Cohort 2013–2014. I earned by PhD in May 2020, in the first few months of the COVID-19 pandemic—the inaugural virtual defense of the Princeton English department! It was a bizarre, fulfilling, exciting event, a welcome celebration in the midst complete confusion. Certain things became very clear in contrast: the dedication and commitment of my advisors Diana Fuss, Bill Gleason, and Joshua Kotin, the support of my colleagues, friends and family, and the commitment of Pat Guglielmi and Eduardo Cadava to keep the ball rolling.
I entered the department in 2013, at a loss of what kind of career I wanted but sure that I had more questions for Emily Dickinson, Frank O’Hara, and other American poets. I started making trips to the career center during my first year, and there I found some possibilities for pursuit. The folks there helped me in various ways, mostly after I had finished my seminars and was chipping away at my dissertation: I went to a variety of “Princeternship” trips, where you shadow a Princeton alumni for a day; I attended workshops where you can meet other graduate students figuring out their futures; and I became a University Administrative Fellow for Princeton Writes, a writing and public speaking program on campus (staffed by the indominable duo John Weeren and Stephanie Whetstone). As a UAF I found mentors and fast friends, and gained helpful experience as an event coordinator and blogger.
In the summer after my sixth year, I worked at ITHAKA S+R, a GradFUTURES Summer Internship, gaining experience in an office setting and learning about academic libraries while earning a generous stipend. Concurrently, I was part of the team of the Shakespeare and Company Project as a researcher and then as Project Manager. Then in my seventh year in the program and thus past the funding window, the PM position provided me with the resources I needed to finish my dissertation, as well as invaluable skillset that helped me widen the scope of my alt-ac resume.
After graduating in May, I was certain that the academic market was too hard a needle to thread, nor would it be easy to find much work at the start of the pandemic when hiring freezes weren’t going to thaw for months. So I spent the summer networking: talking to friends, combing through Princeton alumni on LinkedIn, and connecting with alt-ac graduates on Twitter. I made an Excel sheet with names and emails and went down the list, reaching out and setting up Zoom calls. It was like a summer of kind strangers’ tales, and with every call it got easier to ask someone about their choices and see how their jobs might suit my skills and interests.

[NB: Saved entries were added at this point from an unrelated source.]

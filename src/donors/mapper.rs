//! Deterministic mapping from upstream users to donors.

use crate::models::{BloodGroup, Donor, User};

/// Blood group assigned to a donor id.
pub fn blood_group_for(id: u64) -> BloodGroup {
    BloodGroup::ALL[(id % BloodGroup::ALL.len() as u64) as usize]
}

/// Every id not divisible by three is available.
pub fn availability_for(id: u64) -> bool {
    id % 3 != 0
}

/// Derive a donor from a user record.
pub fn map_user_to_donor(user: &User) -> Donor {
    Donor {
        id: user.id,
        name: user.name.clone(),
        city: user.address.city.clone(),
        blood_group: blood_group_for(user.id),
        availability: availability_for(user.id),
    }
}

/// Map a collection one-to-one, preserving order.
pub fn map_users(users: &[User]) -> Vec<Donor> {
    users.iter().map(map_user_to_donor).collect()
}

#[cfg(test)]
mod tests {
    use super::*;
    use crate::models::Address;

    fn user(id: u64, name: &str, city: &str) -> User {
        User {
            id,
            name: name.to_string(),
            address: Address {
                city: city.to_string(),
            },
        }
    }

    #[test]
    fn test_known_ids() {
        let cases = [
            (0, BloodGroup::APositive, false),
            (3, BloodGroup::BNegative, false),
            (9, BloodGroup::ANegative, false),
            (10, BloodGroup::BPositive, true),
            (15, BloodGroup::AbNegative, false),
            (16, BloodGroup::APositive, true),
        ];

        for (id, group, available) in cases {
            let donor = map_user_to_donor(&user(id, "Someone", "Somewhere"));
            assert_eq!(donor.blood_group, group, "id {}", id);
            assert_eq!(donor.availability, available, "id {}", id);
        }
    }

    #[test]
    fn test_formula_holds_over_range() {
        for id in 0..200u64 {
            let donor = map_user_to_donor(&user(id, "n", "c"));
            assert_eq!(donor.blood_group, BloodGroup::ALL[(id % 8) as usize]);
            assert_eq!(donor.availability, id % 3 != 0);
        }
    }

    #[test]
    fn test_large_id() {
        let donor = map_user_to_donor(&user(u64::MAX, "n", "c"));
        assert_eq!(donor.blood_group, BloodGroup::AbNegative);
        assert!(!donor.availability);
    }

    #[test]
    fn test_copies_name_and_city_verbatim() {
        let donor = map_user_to_donor(&user(1, "Leanne Graham", "  GwenBorough "));
        assert_eq!(donor.id, 1);
        assert_eq!(donor.name, "Leanne Graham");
        assert_eq!(donor.city, "  GwenBorough ");
    }

    #[test]
    fn test_deterministic() {
        let u = user(42, "Clementine Bauch", "McKenziehaven");
        assert_eq!(map_user_to_donor(&u), map_user_to_donor(&u));
    }

    #[test]
    fn test_map_users_preserves_order_and_count() {
        let users = vec![
            user(5, "E", "x"),
            user(1, "A", "y"),
            user(3, "C", "z"),
        ];
        let donors = map_users(&users);

        assert_eq!(donors.len(), 3);
        let ids: Vec<u64> = donors.iter().map(|d| d.id).collect();
        assert_eq!(ids, [5, 1, 3]);
    }

    #[test]
    fn test_map_users_empty() {
        assert!(map_users(&[]).is_empty());
    }
}
//! Help request API endpoints.

use axum::extract::{rejection::PathRejection, Path, State};

use super::{rejected, success, ApiResult};
use crate::models::RequestStatus;
use crate::AppState;

/// GET /api/requests - Get the current request status.
pub async fn list_requests(State(state): State<AppState>) -> ApiResult<RequestStatus> {
    let (requests, revision_id) = state.session.requests().await;
    success(requests, revision_id)
}

/// POST /api/donors/:id/request - Request help from a donor.
///
/// Unknown and unavailable donors are not errors; the unchanged status is returned.
pub async fn request_donor_help(
    State(state): State<AppState>,
    path: Result<Path<u64>, PathRejection>,
) -> ApiResult<RequestStatus> {
    let id = match path {
        Ok(Path(id)) => id,
        Err(e) => return rejected(&state, e).await,
    };

    let (requests, revision_id) = state.session.request_help(id).await;
    success(requests, revision_id)
}
//! User directory client.
//!
//! One GET per session. Any failure (network, non-2xx status, a body that is
//! not a JSON array) collapses to an empty user list in [`load_users`].
//! Individual malformed entries are dropped so they never reach the mapper.

use std::time::Duration;

use reqwest::Client;
use serde_json::Value;
use tracing::{debug, info, warn};

use crate::errors::AppError;
use crate::models::User;

/// Build the HTTP client used for the directory fetch.
pub fn build_client(timeout: Duration) -> Result<Client, AppError> {
    Client::builder()
        .timeout(timeout)
        .build()
        .map_err(AppError::from)
}

/// Fetch and decode the user list.
pub async fn fetch_users(client: &Client, url: &str) -> Result<Vec<User>, AppError> {
    let response = client.get(url).send().await?;

    let status = response.status();
    if !status.is_success() {
        return Err(AppError::Upstream(format!(
            "User directory responded with {}",
            status
        )));
    }

    let body = response.bytes().await?;
    let entries: Vec<Value> = serde_json::from_slice(&body)?;
    debug!("User directory returned {} entries", entries.len());

    Ok(decode_users(entries))
}

/// Fetch the user list, treating every failure as an empty directory.
pub async fn load_users(client: &Client, url: &str) -> Vec<User> {
    match fetch_users(client, url).await {
        Ok(users) => {
            info!("Loaded {} users from {}", users.len(), url);
            users
        }
        Err(e) => {
            warn!("Failed to load users from {}: {}", url, e);
            Vec::new()
        }
    }
}

fn decode_users(entries: Vec<Value>) -> Vec<User> {
    entries
        .into_iter()
        .enumerate()
        .filter_map(|(index, entry)| match serde_json::from_value::<User>(entry) {
            Ok(user) => Some(user),
            Err(e) => {
                warn!("Skipping malformed user at index {}: {}", index, e);
                None
            }
        })
        .collect()
}
//! Blood group and city filtering over a donor collection.

use crate::models::{Donor, GroupFilter};

fn matches_group(donor: &Donor, selected: GroupFilter) -> bool {
    match selected {
        GroupFilter::All => true,
        GroupFilter::Only(group) => donor.blood_group == group,
    }
}

/// `needle` must already be trimmed and lower-cased.
fn matches_city(donor: &Donor, needle: &str) -> bool {
    needle.is_empty() || donor.city.to_lowercase().contains(needle)
}

/// Donors passing both the group and the city predicate, in input order.
///
/// The city search is trimmed and compared case-insensitively as a substring
/// of the donor's city. An empty or all-whitespace search matches every city.
pub fn filter_donors(donors: &[Donor], selected: GroupFilter, city_search: &str) -> Vec<Donor> {
    let needle = city_search.trim().to_lowercase();

    donors
        .iter()
        .filter(|donor| matches_group(donor, selected) && matches_city(donor, &needle))
        .cloned()
        .collect()
}

/// Number of available donors in an already filtered collection.
pub fn available_count(filtered: &[Donor]) -> usize {
    filtered.iter().filter(|donor| donor.availability).count()
}
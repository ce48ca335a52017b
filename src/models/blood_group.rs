//! Blood group enumeration and the group selection used by the donor filter.

use std::fmt;
use std::str::FromStr;

use serde::{Deserialize, Serialize};

/// Sentinel selection that disables group filtering.
pub const ALL_GROUPS: &str = "All";

/// The eight ABO/Rh blood groups, in assignment order.
#[derive(Debug, Clone, Copy, PartialEq, Eq, Hash, Serialize, Deserialize)]
pub enum BloodGroup {
    #[serde(rename = "A+")]
    APositive,
    #[serde(rename = "A-")]
    ANegative,
    #[serde(rename = "B+")]
    BPositive,
    #[serde(rename = "B-")]
    BNegative,
    #[serde(rename = "O+")]
    OPositive,
    #[serde(rename = "O-")]
    ONegative,
    #[serde(rename = "AB+")]
    AbPositive,
    #[serde(rename = "AB-")]
    AbNegative,
}

impl BloodGroup {
    /// All groups in assignment order. Index `id % 8` picks a donor's group.
    pub const ALL: [BloodGroup; 8] = [
        BloodGroup::APositive,
        BloodGroup::ANegative,
        BloodGroup::BPositive,
        BloodGroup::BNegative,
        BloodGroup::OPositive,
        BloodGroup::ONegative,
        BloodGroup::AbPositive,
        BloodGroup::AbNegative,
    ];

    pub fn as_str(self) -> &'static str {
        match self {
            BloodGroup::APositive => "A+",
            BloodGroup::ANegative => "A-",
            BloodGroup::BPositive => "B+",
            BloodGroup::BNegative => "B-",
            BloodGroup::OPositive => "O+",
            BloodGroup::ONegative => "O-",
            BloodGroup::AbPositive => "AB+",
            BloodGroup::AbNegative => "AB-",
        }
    }
}

impl fmt::Display for BloodGroup {
    fn fmt(&self, f: &mut fmt::Formatter<'_>) -> fmt::Result {
        f.write_str(self.as_str())
    }
}

impl FromStr for BloodGroup {
    type Err = String;

    /// Exact, case-sensitive match against the enumeration labels.
    fn from_str(s: &str) -> Result<Self, Self::Err> {
        BloodGroup::ALL
            .into_iter()
            .find(|group| group.as_str() == s)
            .ok_or_else(|| format!("Unknown blood group: {}", s))
    }
}

/// The group selection applied by the donor filter.
#[derive(Debug, Clone, Copy, PartialEq, Eq, Default, Serialize, Deserialize)]
#[serde(try_from = "String", into = "String")]
pub enum GroupFilter {
    #[default]
    All,
    Only(BloodGroup),
}

impl GroupFilter {
    /// Every selectable value, `All` first.
    pub fn options() -> Vec<GroupFilter> {
        std::iter::once(GroupFilter::All)
            .chain(BloodGroup::ALL.into_iter().map(GroupFilter::Only))
            .collect()
    }

    pub fn as_str(self) -> &'static str {
        match self {
            GroupFilter::All => ALL_GROUPS,
            GroupFilter::Only(group) => group.as_str(),
        }
    }
}

impl FromStr for GroupFilter {
    type Err = String;

    fn from_str(s: &str) -> Result<Self, Self::Err> {
        if s == ALL_GROUPS {
            Ok(GroupFilter::All)
        } else {
            s.parse().map(GroupFilter::Only)
        }
    }
}

impl TryFrom<String> for GroupFilter {
    type Error = String;

    fn try_from(value: String) -> Result<Self, Self::Error> {
        value.parse()
    }
}

impl From<GroupFilter> for String {
    fn from(value: GroupFilter) -> Self {
        value.as_str().to_string()
    }
}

The pandemic solidified that I needed to be near family and that working from home might make that more possible. As I was doing this, I was also sending out resumes and cover letters cold, to companies and to private schools in NYC (my home base). In October I started my job as middle school English teacher at Convent of the Sacred Heart, an independent Catholic girls school in Manhattan. The job suits me. The energy of the kids allows me to share my enthusiasm in literature and encourage theirs. They’re fun, they’re smart, and I feel grateful that I get to be one of the people that teaches them to connect feelings to words. My own mentors in middle and high school were the reason I discovered my love of poetry in the first place. I’m not sure what the future holds, but I know that if I’m optimistic and persistent, I will keep finding my way.